» WHAT IS EXPECTED: Retype every entry below exactly as it stands.

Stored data
--- --- ---
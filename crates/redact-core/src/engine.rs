//! Replacement engine - the only writer of substitutions into the buffer
//!
//! Every operation substitutes across the whole buffer, not just the span
//! that triggered it: once a value is redacted, all of its instances are.

use std::collections::HashSet;

use serde::Serialize;

use crate::buffer::TextBuffer;
use crate::matcher;
use crate::model::{GroupKey, Occurrence, ReviewStatus};
use crate::state::ReviewState;
use crate::Result;

/// Result of a single-group operation
#[derive(Debug, Clone, PartialEq, Eq, Serialize)]
pub struct Outcome {
    pub group: GroupKey,
    pub status: ReviewStatus,
    /// Substitutions made in the buffer. Zero when the expected text was not
    /// found, e.g. after a raw edit removed it.
    pub replacements: usize,
}

/// Result of a bulk operation
#[derive(Debug, Clone, Copy, Default, PartialEq, Eq, Serialize)]
pub struct BulkOutcome {
    pub groups: usize,
    pub replacements: usize,
}

#[derive(Debug, Clone, Copy, Default)]
pub struct ReplacementEngine;

impl ReplacementEngine {
    pub fn new() -> Self {
        Self
    }

    /// Redact every instance of the occurrence's value and mark its group accepted
    pub fn accept(
        &self,
        buffer: &mut dyn TextBuffer,
        state: &mut ReviewState,
        occurrence: &Occurrence,
    ) -> Result<Outcome> {
        let group = &occurrence.group;
        let replacement = state
            .effective_replacement(group, &occurrence.suggested_replacement)
            .to_string();

        if state.status(group) == ReviewStatus::Pending
            && buffer.text().contains(replacement.as_str())
        {
            tracing::warn!(
                "Replacement for group {} already appears in the text; reverting it is ambiguous",
                group
            );
        }

        let replacements = substitute(buffer, &occurrence.original_value, &replacement);
        state.set_status(
            group,
            ReviewStatus::Accepted,
            Some(occurrence.original_value.clone()),
        )?;

        tracing::info!(
            "Accepted group {} ({}): {} replacements",
            group,
            occurrence.detected_type,
            replacements
        );

        Ok(Outcome {
            group: group.clone(),
            status: ReviewStatus::Accepted,
            replacements,
        })
    }

    /// Mark a group skipped. The buffer is not touched.
    ///
    /// Skipping an accepted group is a no-op: it would strand the redacted
    /// text without a way back. Revert it first.
    pub fn skip(&self, state: &mut ReviewState, occurrence: &Occurrence) -> Result<Outcome> {
        let group = &occurrence.group;
        let current = state.status(group);

        if current == ReviewStatus::Accepted {
            tracing::debug!("Ignoring skip of accepted group {}", group);
            return Ok(Outcome {
                group: group.clone(),
                status: current,
                replacements: 0,
            });
        }

        state.set_status(group, ReviewStatus::Skipped, None)?;
        tracing::info!("Skipped group {} ({})", group, occurrence.detected_type);

        Ok(Outcome {
            group: group.clone(),
            status: ReviewStatus::Skipped,
            replacements: 0,
        })
    }

    /// Undo a decision. Accepted groups get their original value restored
    /// everywhere; skipped groups just go back to pending.
    pub fn revert(
        &self,
        buffer: &mut dyn TextBuffer,
        state: &mut ReviewState,
        occurrence: &Occurrence,
    ) -> Result<Outcome> {
        let group = &occurrence.group;

        let replacements = match state.status(group) {
            ReviewStatus::Pending => {
                tracing::debug!("Nothing to revert for pending group {}", group);
                return Ok(Outcome {
                    group: group.clone(),
                    status: ReviewStatus::Pending,
                    replacements: 0,
                });
            }
            ReviewStatus::Skipped => 0,
            ReviewStatus::Accepted => {
                let replacement = state
                    .effective_replacement(group, &occurrence.suggested_replacement)
                    .to_string();
                let original = state
                    .snapshot(group)
                    .unwrap_or(occurrence.original_value.as_str())
                    .to_string();
                substitute(buffer, &replacement, &original)
            }
        };

        state.set_status(group, ReviewStatus::Pending, None)?;
        tracing::info!("Reverted group {}: {} replacements", group, replacements);

        Ok(Outcome {
            group: group.clone(),
            status: ReviewStatus::Pending,
            replacements,
        })
    }

    /// Change a group's replacement text.
    ///
    /// For an accepted group the old replacement is swapped straight to the
    /// new one, so the original value never reappears. Blank text removes the
    /// override and falls back to the suggested replacement.
    pub fn edit_replacement(
        &self,
        buffer: &mut dyn TextBuffer,
        state: &mut ReviewState,
        occurrence: &Occurrence,
        new_text: &str,
    ) -> Result<Outcome> {
        let group = &occurrence.group;
        let status = state.status(group);
        let old = state
            .effective_replacement(group, &occurrence.suggested_replacement)
            .to_string();

        if new_text.trim().is_empty() {
            state.clear_custom_replacement(group);
        } else {
            state.set_custom_replacement(group, new_text);
        }
        let new = state
            .effective_replacement(group, &occurrence.suggested_replacement)
            .to_string();

        let replacements = if status == ReviewStatus::Accepted && old != new {
            substitute(buffer, &old, &new)
        } else {
            0
        };

        tracing::info!("Edited replacement for group {}: {} replacements", group, replacements);

        Ok(Outcome {
            group: group.clone(),
            status,
            replacements,
        })
    }

    /// Accept every group that still shows an original value, once each, in
    /// first-seen order: pending groups, and accepted groups whose value
    /// came back through a raw edit
    pub fn apply_all(
        &self,
        buffer: &mut dyn TextBuffer,
        state: &mut ReviewState,
        occurrences: &[Occurrence],
    ) -> Result<BulkOutcome> {
        let mut outcome = BulkOutcome::default();
        let mut handled = HashSet::new();
        for occurrence in occurrences {
            if handled.contains(&occurrence.group) || !needs_redaction(state, occurrence) {
                continue;
            }
            handled.insert(occurrence.group.clone());
            outcome.replacements += self.accept(buffer, state, occurrence)?.replacements;
            outcome.groups += 1;
        }
        Ok(outcome)
    }

    /// Skip every pending group, in first-seen order
    pub fn skip_all(&self, state: &mut ReviewState, occurrences: &[Occurrence]) -> Result<BulkOutcome> {
        let mut outcome = BulkOutcome::default();
        for occurrence in first_per_group(occurrences) {
            if state.status(&occurrence.group) == ReviewStatus::Pending {
                self.skip(state, occurrence)?;
                outcome.groups += 1;
            }
        }
        Ok(outcome)
    }

    /// Revert every decided group, in first-seen order.
    ///
    /// Assumes no two groups share original or replacement text.
    pub fn revert_all(
        &self,
        buffer: &mut dyn TextBuffer,
        state: &mut ReviewState,
        occurrences: &[Occurrence],
    ) -> Result<BulkOutcome> {
        let mut outcome = BulkOutcome::default();
        for occurrence in first_per_group(occurrences) {
            if state.status(&occurrence.group).is_decided() {
                outcome.replacements += self.revert(buffer, state, occurrence)?.replacements;
                outcome.groups += 1;
            }
        }
        Ok(outcome)
    }
}

/// The occurrence shows its original value and its group is not skipped
pub fn needs_redaction(state: &ReviewState, occurrence: &Occurrence) -> bool {
    match state.status(&occurrence.group) {
        ReviewStatus::Pending => true,
        ReviewStatus::Accepted => !occurrence.is_redacted(),
        ReviewStatus::Skipped => false,
    }
}

/// First occurrence of each group, preserving list order
pub fn first_per_group(occurrences: &[Occurrence]) -> Vec<&Occurrence> {
    let mut seen = HashSet::new();
    occurrences
        .iter()
        .filter(|o| seen.insert(&o.group))
        .collect()
}

fn substitute(buffer: &mut dyn TextBuffer, from: &str, to: &str) -> usize {
    let (text, count) = matcher::replace_all(&buffer.text(), from, to);
    if count > 0 {
        buffer.set_text(text);
    }
    count
}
--- --- ---
» ANSWER TO THIS PROBLEM:
filename crates/redact-core/src/engine.rs
//! Replacement engine - the only writer of substitutions into the buffer
//!
//! Every operation substitutes across the whole buffer, not just the span
//! that triggered it: once a value is redacted, all of its instances are.

use std::collections::HashSet;

use serde::Serialize;

use crate::buffer::TextBuffer;
use crate::matcher;
use crate::model::{GroupKey, Occurrence, ReviewStatus};
use crate::state::ReviewState;
use crate::Result;

/// Result of a single-group operation
#[derive(Debug, Clone, PartialEq, Eq, Serialize)]
pub struct Outcome {
    pub group: GroupKey,
    pub status: ReviewStatus,
    /// Substitutions made in the buffer. Zero when the expected text was not
    /// found, e.g. after a raw edit removed it.
    pub replacements: usize,
}

/// Result of a bulk operation
#[derive(Debug, Clone, Copy, Default, PartialEq, Eq, Serialize)]
pub struct BulkOutcome {
    pub groups: usize,
    pub replacements: usize,
}

#[derive(Debug, Clone, Copy, Default)]
pub struct ReplacementEngine;

impl ReplacementEngine {
    pub fn new() -> Self {
        Self
    }

    /// Redact every instance of the occurrence's value and mark its group accepted
    pub fn accept(
        &self,
        buffer: &mut dyn TextBuffer,
        state: &mut ReviewState,
        occurrence: &Occurrence,
    ) -> Result<Outcome> {
        let group = &occurrence.group;
        let replacement = state
            .effective_replacement(group, &occurrence.suggested_replacement)
            .to_string();

        if state.status(group) == ReviewStatus::Pending
            && buffer.text().contains(replacement.as_str())
        {
            tracing::warn!(
                "Replacement for group {} already appears in the text; reverting it is ambiguous",
                group
            );
        }

        let replacements = substitute(buffer, &occurrence.original_value, &replacement);
        state.set_status(
            group,
            ReviewStatus::Accepted,
            Some(occurrence.original_value.clone()),
        )?;

        tracing::info!(
            "Accepted group {} ({}): {} replacements",
            group,
            occurrence.detected_type,
            replacements
        );

        Ok(Outcome {
            group: group.clone(),
            status: ReviewStatus::Accepted,
            replacements,
        })
    }

    /// Mark a group skipped. The buffer is not touched.
    ///
    /// Skipping an accepted group is a no-op: it would strand the redacted
    /// text without a way back. Revert it first.
    pub fn skip(&self, state: &mut ReviewState, occurrence: &Occurrence) -> Result<Outcome> {
        let group = &occurrence.group;
        let current = state.status(group);

        if current == ReviewStatus::Accepted {
            tracing::debug!("Ignoring skip of accepted group {}", group);
            return Ok(Outcome {
                group: group.clone(),
                status: current,
                replacements: 0,
            });
        }

        state.set_status(group, ReviewStatus::Skipped, None)?;
        tracing::info!("Skipped group {} ({})", group, occurrence.detected_type);

        Ok(Outcome {
            group: group.clone(),
            status: ReviewStatus::Skipped,
            replacements: 0,
        })
    }

    /// Undo a decision. Accepted groups get their original value restored
    /// everywhere; skipped groups just go back to pending.
    pub fn revert(
        &self,
        buffer: &mut dyn TextBuffer,
        state: &mut ReviewState,
        occurrence: &Occurrence,
    ) -> Result<Outcome> {
        let group = &occurrence.group;

        let replacements = match state.status(group) {
            ReviewStatus::Pending => {
                tracing::debug!("Nothing to revert for pending group {}", group);
                return Ok(Outcome {
                    group: group.clone(),
                    status: ReviewStatus::Pending,
                    replacements: 0,
                });
            }
            ReviewStatus::Skipped => 0,
            ReviewStatus::Accepted => {
                let replacement = state
                    .effective_replacement(group, &occurrence.suggested_replacement)
                    .to_string();
                let original = state
                    .snapshot(group)
                    .unwrap_or(occurrence.original_value.as_str())
                    .to_string();
                substitute(buffer, &replacement, &original)
            }
        };

        state.set_status(group, ReviewStatus::Pending, None)?;
        tracing::info!("Reverted group {}: {} replacements", group, replacements);

        Ok(Outcome {
            group: group.clone(),
            status: ReviewStatus::Pending,
            replacements,
        })
    }

    /// Change a group's replacement text.
    ///
    /// For an accepted group the old replacement is swapped straight to the
    /// new one, so the original value never reappears. Blank text removes the
    /// override and falls back to the suggested replacement.
    pub fn edit_replacement(
        &self,
        buffer: &mut dyn TextBuffer,
        state: &mut ReviewState,
        occurrence: &Occurrence,
        new_text: &str,
    ) -> Result<Outcome> {
        let group = &occurrence.group;
        let status = state.status(group);
        let old = state
            .effective_replacement(group, &occurrence.suggested_replacement)
            .to_string();

        if new_text.trim().is_empty() {
            state.clear_custom_replacement(group);
        } else {
            state.set_custom_replacement(group, new_text);
        }
        let new = state
            .effective_replacement(group, &occurrence.suggested_replacement)
            .to_string();

        let replacements = if status == ReviewStatus::Accepted && old != new {
            substitute(buffer, &old, &new)
        } else {
            0
        };

        tracing::info!("Edited replacement for group {}: {} replacements", group, replacements);

        Ok(Outcome {
            group: group.clone(),
            status,
            replacements,
        })
    }

    /// Accept every group that still shows an original value, once each, in
    /// first-seen order: pending groups, and accepted groups whose value
    /// came back through a raw edit
    pub fn apply_all(
        &self,
        buffer: &mut dyn TextBuffer,
        state: &mut ReviewState,
        occurrences: &[Occurrence],
    ) -> Result<BulkOutcome> {
        let mut outcome = BulkOutcome::default();
        let mut handled = HashSet::new();
        for occurrence in occurrences {
            if handled.contains(&occurrence.group) || !needs_redaction(state, occurrence) {
                continue;
            }
            handled.insert(occurrence.group.clone());
            outcome.replacements += self.accept(buffer, state, occurrence)?.replacements;
            outcome.groups += 1;
        }
        Ok(outcome)
    }

    /// Skip every pending group, in first-seen order
    pub fn skip_all(&self, state: &mut ReviewState, occurrences: &[Occurrence]) -> Result<BulkOutcome> {
        let mut outcome = BulkOutcome::default();
        for occurrence in first_per_group(occurrences) {
            if state.status(&occurrence.group) == ReviewStatus::Pending {
                self.skip(state, occurrence)?;
                outcome.groups += 1;
            }
        }
        Ok(outcome)
    }

    /// Revert every decided group, in first-seen order.
    ///
    /// Assumes no two groups share original or replacement text.
    pub fn revert_all(
        &self,
        buffer: &mut dyn TextBuffer,
        state: &mut ReviewState,
        occurrences: &[Occurrence],
    ) -> Result<BulkOutcome> {
        let mut outcome = BulkOutcome::default();
        for occurrence in first_per_group(occurrences) {
            if state.status(&occurrence.group).is_decided() {
                outcome.replacements += self.revert(buffer, state, occurrence)?.replacements;
                outcome.groups += 1;
            }
        }
        Ok(outcome)
    }
}

/// The occurrence shows its original value and its group is not skipped
pub fn needs_redaction(state: &ReviewState, occurrence: &Occurrence) -> bool {
    match state.status(&occurrence.group) {
        ReviewStatus::Pending => true,
        ReviewStatus::Accepted => !occurrence.is_redacted(),
        ReviewStatus::Skipped => false,
    }
}

/// First occurrence of each group, preserving list order
pub fn first_per_group(occurrences: &[Occurrence]) -> Vec<&Occurrence> {
    let mut seen = HashSet::new();
    occurrences
        .iter()
        .filter(|o| seen.insert(&o.group))
        .collect()
}

fn substitute(buffer: &mut dyn TextBuffer, from: &str, to: &str) -> usize {
    let (text, count) = matcher::replace_all(&buffer.text(), from, to);
    if count > 0 {
        buffer.set_text(text);
    }
    count
}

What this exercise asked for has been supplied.